Try it
When a line in the entries below contains the word "Option", copy that line.

=-=-=

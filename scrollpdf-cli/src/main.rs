use std::fs;
use std::io::{self, BufRead, Write};
use std::path::PathBuf;
use std::sync::Arc;

use anyhow::{anyhow, Context, Result};
use clap::Parser;
use directories::ProjectDirs;
use scrollpdf_core::{
    Destination, FileKeyValueStore, OutlineNode, ProgressStore, Viewer, ViewerConfig, ViewerEvent,
    WindowScheduler,
};
use scrollpdf_render::PdfDocumentProvider;
use tracing::{info, warn};
use tracing_appender::non_blocking::WorkerGuard;
use tracing_subscriber::{prelude::*, EnvFilter};

#[derive(Debug, Parser)]
#[command(
    name = "scrollpdf",
    version,
    about = "Virtualized PDF viewer driven by line commands"
)]
struct Args {
    /// Path or file:// URL of the document to open
    locator: String,

    /// Page to jump to after opening (1-based); overrides saved progress
    #[arg(short = 'p', long = "page")]
    page: Option<usize>,

    /// Initial zoom factor
    #[arg(short = 's', long = "scale")]
    scale: Option<f32>,

    /// Pages kept rendered on each side of the current page
    #[arg(short = 'r', long = "radius")]
    radius: Option<usize>,

    /// Height of the simulated viewport in pixels
    #[arg(long = "viewport-height", default_value_t = 900.0)]
    viewport_height: f32,

    /// Config file to use instead of the platform default
    #[arg(short = 'c', long = "config")]
    config: Option<PathBuf>,
}

#[derive(Debug, Clone, PartialEq)]
enum LineCommand {
    Scroll { screens: f32 },
    Zoom { factor: f32 },
    SetScale { scale: f32 },
    GotoPage { page: usize },
    OutlineJump { entry: usize },
    ShowOutline,
    Back,
    Forward,
    Status,
    Help,
    Quit,
}

fn parse_command(line: &str) -> Result<Option<LineCommand>> {
    let mut parts = line.split_whitespace();
    let Some(head) = parts.next() else {
        return Ok(None);
    };
    let arg = parts.next();
    if parts.next().is_some() {
        return Err(anyhow!("too many arguments for {head:?}"));
    }
    let count = |default: f32| -> Result<f32> {
        match arg {
            Some(raw) => raw
                .parse::<f32>()
                .map_err(|_| anyhow!("expected a number, got {raw:?}")),
            None => Ok(default),
        }
    };
    let index = |what: &str| -> Result<usize> {
        let raw = arg.ok_or_else(|| anyhow!("{head} needs a {what}"))?;
        raw.parse::<usize>()
            .map_err(|_| anyhow!("expected a {what}, got {raw:?}"))
    };

    let command = match head {
        "j" | "down" => LineCommand::Scroll {
            screens: count(1.0)?,
        },
        "k" | "up" => LineCommand::Scroll {
            screens: -count(1.0)?,
        },
        "+" => LineCommand::Zoom { factor: 1.25 },
        "-" => LineCommand::Zoom { factor: 0.8 },
        "z" | "zoom" => LineCommand::SetScale {
            scale: count(1.0)?,
        },
        "g" | "goto" => LineCommand::GotoPage {
            page: index("page number")?,
        },
        "o" | "open" => LineCommand::OutlineJump {
            entry: index("outline entry")?,
        },
        "t" | "toc" => LineCommand::ShowOutline,
        "b" | "back" => LineCommand::Back,
        "f" | "forward" => LineCommand::Forward,
        "s" | "status" => LineCommand::Status,
        "h" | "help" | "?" => LineCommand::Help,
        "q" | "quit" => LineCommand::Quit,
        other => return Err(anyhow!("unknown command {other:?}; try `help`")),
    };
    Ok(Some(command))
}

#[tokio::main]
async fn main() -> Result<()> {
    let args = Args::parse();

    let project_dirs = ProjectDirs::from("net", "scrollpdf", "scrollpdf")
        .ok_or_else(|| anyhow!("unable to resolve platform data directories"))?;
    let _log_guard = init_logging(&project_dirs)?;

    let config = load_config(&args, project_dirs.config_dir().join("config.toml"))?;
    let state_dir = project_dirs.data_local_dir().join("state");
    let progress = ProgressStore::new(Arc::new(FileKeyValueStore::new(state_dir)?));
    let provider = Arc::new(PdfDocumentProvider::new()?);

    let mut viewer = Viewer::new(config, provider, progress);
    viewer.set_viewport_height(args.viewport_height);
    viewer
        .open(&args.locator)
        .await
        .with_context(|| format!("failed to open {:?}", args.locator))?;
    if let Some(page) = args.page {
        viewer.go_to_page(page)?;
    }
    settle(&mut viewer).await;

    let mut stdout = io::stdout();
    print_status(&mut stdout, &viewer)?;

    let stdin = io::stdin();
    for line in stdin.lock().lines() {
        let line = line.context("failed to read command")?;
        let command = match parse_command(&line) {
            Ok(Some(command)) => command,
            Ok(None) => continue,
            Err(err) => {
                writeln!(stdout, "error: {err}")?;
                continue;
            }
        };
        if command == LineCommand::Quit {
            break;
        }
        if let Err(err) = run_command(&mut viewer, &mut stdout, command).await {
            writeln!(stdout, "error: {err}")?;
        }
        settle(&mut viewer).await;
        print_status(&mut stdout, &viewer)?;
    }

    viewer.close();
    Ok(())
}

async fn run_command(
    viewer: &mut Viewer,
    out: &mut impl Write,
    command: LineCommand,
) -> Result<()> {
    match command {
        LineCommand::Scroll { screens } => {
            viewer.scroll_by(screens * viewer.viewport_height());
        }
        LineCommand::Zoom { factor } => {
            viewer.zoom_by(factor)?;
        }
        LineCommand::SetScale { scale } => {
            viewer.set_scale(scale)?;
        }
        LineCommand::GotoPage { page } => {
            viewer.go_to_page(page)?;
        }
        LineCommand::OutlineJump { entry } => {
            let destination = outline_destination(viewer.outline(), entry)?;
            viewer.go_to(&destination).await?;
        }
        LineCommand::ShowOutline => write_outline(out, viewer.outline())?,
        LineCommand::Back => {
            if viewer.back().is_none() {
                writeln!(out, "jump list is empty")?;
            }
        }
        LineCommand::Forward => {
            if viewer.forward().is_none() {
                writeln!(out, "no newer jump")?;
            }
        }
        LineCommand::Status => {}
        LineCommand::Help => write_help(out)?,
        LineCommand::Quit => {}
    }
    Ok(())
}

fn outline_destination(outline: &[OutlineNode], entry: usize) -> Result<Destination> {
    OutlineNode::flatten(outline)
        .get(entry.wrapping_sub(1))
        .map(|(_, node)| node.destination.clone())
        .ok_or_else(|| anyhow!("outline has no entry {entry}"))
}

async fn settle(viewer: &mut Viewer) {
    for err in viewer.settle().await {
        warn!(page = err.page(), error = %err, "page failed to render");
    }
    for event in viewer.drain_events() {
        match event {
            ViewerEvent::DocumentOpened {
                locator,
                page_count,
            } => info!(%locator, page_count, "document opened"),
            ViewerEvent::PageChanged(page) => info!(page, "current page changed"),
            ViewerEvent::ScaleChanged(scale) => info!(scale, "scale changed"),
            _ => {}
        }
    }
}

fn format_status(viewer: &Viewer) -> String {
    let viewport = viewer.viewport();
    let window = WindowScheduler::window(
        viewport.current_page,
        viewport.window_radius,
        viewer.page_count(),
    );
    let (active, bytes) = viewer
        .slots()
        .map(|slots| (slots.active_pages(), slots.resident_bytes()))
        .unwrap_or_default();
    let window = match window {
        Some(range) => format!("{}-{}", range.start(), range.end()),
        None => "-".to_string(),
    };
    format!(
        "page {}/{} | scale {:.2} | window {} | rendered {} pages ({} KiB)",
        viewport.current_page,
        viewer.page_count(),
        viewport.scale,
        window,
        active.len(),
        bytes / 1024
    )
}

fn print_status(out: &mut impl Write, viewer: &Viewer) -> Result<()> {
    writeln!(out, "{}", format_status(viewer))?;
    out.flush()?;
    Ok(())
}

fn write_outline(out: &mut impl Write, outline: &[OutlineNode]) -> Result<()> {
    let entries = OutlineNode::flatten(outline);
    if entries.is_empty() {
        writeln!(out, "document has no outline")?;
        return Ok(());
    }
    for (position, (depth, node)) in entries.iter().enumerate() {
        writeln!(
            out,
            "{:>4} {}{}",
            position + 1,
            "  ".repeat(*depth),
            node.title
        )?;
    }
    Ok(())
}

fn write_help(out: &mut impl Write) -> Result<()> {
    writeln!(
        out,
        "j/k [n]  scroll n screens\n\
         + / -    zoom in/out\n\
         z S      set scale\n\
         g N      go to page N\n\
         t        list outline\n\
         o N      jump to outline entry N\n\
         b / f    back / forward in jump list\n\
         s        status\n\
         q        quit"
    )?;
    Ok(())
}

fn load_config(args: &Args, default_path: PathBuf) -> Result<ViewerConfig> {
    let path = args.config.clone().unwrap_or(default_path);
    let mut config = ViewerConfig::load(&path)?;
    if let Some(radius) = args.radius {
        config.window_radius = radius;
    }
    if let Some(scale) = args.scale {
        config.default_scale = scale;
    }
    config.validate()?;
    Ok(config)
}

fn init_logging(project_dirs: &ProjectDirs) -> Result<WorkerGuard> {
    let log_dir = project_dirs.data_local_dir().join("logs");
    fs::create_dir_all(&log_dir)?;

    let file_appender = tracing_appender::rolling::never(log_dir, "scrollpdf.log");
    let (file_writer, guard) = tracing_appender::non_blocking(file_appender);
    let env_filter = EnvFilter::try_from_default_env().unwrap_or_else(|_| EnvFilter::new("info"));

    let file_layer = tracing_subscriber::fmt::layer()
        .with_ansi(false)
        .with_writer(file_writer);
    // Stdout carries the status lines.
    let console_layer = tracing_subscriber::fmt::layer().with_writer(io::stderr);

    tracing_subscriber::registry()
        .with(env_filter)
        .with(file_layer)
        .with(console_layer)
        .try_init()
        .map_err(|err| anyhow!(err))?;

    Ok(guard)
}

=-=-=

Answer section
    page: Option<usize>,
    scale: Option<f32>,
    radius: Option<usize>,
    config: Option<PathBuf>,
fn parse_command(line: &str) -> Result<Option<LineCommand>> {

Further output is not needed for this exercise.